Wednesday, June 07, 2017

Final Girls Berlin ’17: Whisper (short)

What is more frightening, taking responsibility for your life or seeing a ghost? Louise may jolly well have to face both prospects during her detox time in an isolated seaside cottage. Alas, it might be too isolated for her own good in Jo Lewis’s short film Whisper (trailer here), which screens during the 2017 Final Girls Berlin Women in Horror Film Festival (program here).

Louise looks presentable, but she has been battling addiction for years. Sick of herself, she has come to this solitary bungalow to quit cold turkey. She does not think much of the mysterious figure we spy in the distance because she is wrapped up in her own crisis.  Unfortunately, she was characteristically irresponsible in her preparations for her self-sequestering—and that shadowy presence is still out there.

Whisper is not quite eleven minutes, but it has some genuinely frightening moments. Lewis skillfully relies on setting and ambiance to creep out viewers, rather than resorting to cheap tricks. There is a great deal of ambiguity to the film that could well prove divisive with audiences, but it should not detract from a terrific accomplishment in genre mise en scene.

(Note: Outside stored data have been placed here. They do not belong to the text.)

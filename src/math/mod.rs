pub mod matrix;

pub use matrix::Matrix;
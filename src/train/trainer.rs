use crate::{
    error::{Error, Result},
    loss::mse::MseLoss,
    math::matrix::Matrix,
    network::network::Network,
    optim::sgd::Sgd,
};

/// One online gradient step on a single sample.
///
/// `input` must already carry its trailing bias term. Every transition is
/// updated in place before this returns, so the next sample sees the new
/// weights.
pub fn train_sample(network: &mut Network, input: &[f64], target: &[f64]) -> Result<()> {
    if target.len() != network.output_size() {
        return Err(Error::dimension("target vector", network.output_size(), target.len()));
    }

    let trace = network.forward_augmented(input)?;
    let activation = network.activation();
    let optimizer = Sgd::new(network.learning_rate());

    // ∂L/∂a for the output layer
    let mut error = MseLoss::derivative(trace.output(), target)?;

    for i in (0..network.weights.len()).rev() {
        let pre = &trace.pre_activations[i];
        if error.len() != pre.len() {
            return Err(Error::dimension(format!("error vector at transition {i}"), pre.len(), error.len()));
        }

        // δ = error ⊙ f'(z)
        let slope = Matrix::row(pre.clone()).map(|z| activation.derivative(z));
        let delta = Matrix::row(std::mem::take(&mut error)).hadamard(&slope)?
            .data.into_iter().next().unwrap_or_default();

        let weights_grad = Matrix::outer(&trace.inputs[i], &delta);

        // Borrow-checker ordering: propagate through W_i before W_i is stepped.
        if i > 0 {
            let propagated = Matrix::row(delta).checked_mul(&network.weights[i].transpose())?;
            error = propagated.data.into_iter().next().unwrap_or_default();
        }

        optimizer.step(&mut network.weights[i], &weights_grad)?;
    }

    Ok(())
}
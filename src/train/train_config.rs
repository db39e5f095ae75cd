use serde::{Serialize, Deserialize};

use crate::error::{Error, Result};

/// Configuration for a `train_loop` run.
///
/// # Fields
/// - `epochs`           — total number of full passes over the training data;
///                        every pass updates the weights once per sample
/// - `display_interval` — loss is reported after epoch 1 and after every
///                        epoch divisible by this value; must be at least 1
#[derive(Debug, Clone, Copy, PartialEq, Eq, Serialize, Deserialize)]
#[serde(default)]
pub struct TrainConfig {
    pub epochs: usize,
    pub display_interval: usize,
}

impl Default for TrainConfig {
    fn default() -> Self {
        TrainConfig { epochs: 1000, display_interval: 100 }
    }
}

impl TrainConfig {
    pub fn new(epochs: usize, display_interval: usize) -> Self {
        TrainConfig { epochs, display_interval }
    }

    pub fn validate(&self) -> Result<()> {
        if self.display_interval == 0 {
            return Err(Error::Configuration("display_interval must be at least 1".into()));
        }
        Ok(())
    }

    /// Whether the loss is reported at the end of the 1-based `epoch`.
    pub fn should_report(&self, epoch: usize) -> bool {
        epoch == 1 || (self.display_interval > 0 && epoch % self.display_interval == 0)
    }
}
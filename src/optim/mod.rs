pub mod sgd;

pub use sgd::Sgd;
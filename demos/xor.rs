use backprop_nn::data::logic;
use backprop_nn::{ActivationKind, Network, TracingReporter, TrainConfig};

fn main() -> backprop_nn::Result<()> {
    tracing_subscriber::fmt::init();

    let mut network = Network::new(vec![2, 2, 1], ActivationKind::Sigmoid, 0.1)?;
    let dataset = logic::xor();

    // Two hidden units at lr 0.1: the loss falls steadily but need not reach zero.
    network.fit(&dataset, &TrainConfig::new(1000, 100), &mut TracingReporter)?;

    for input in dataset.features() {
        println!("Input: {:?} -> Output: {:.4}", input, network.predict(input)?[0]);
    }
    Ok(())
}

Cinematographer Mike Lloyd really helps establish the film’s eerie elegance, while Imogen Doel gives a fully developed, multi-dimensional performance as Louise. Impressively cinematic and successful by supernatural horror genre standards, Whisper screens this coming Sunday (6/11) as part of Shorts Program 8: Escape, along with Jacqueline Castel’s wickedly cool Puppet Man and Olga Osorio’s mostly clever ReStart, at the Final Girls Berlin Film Festival.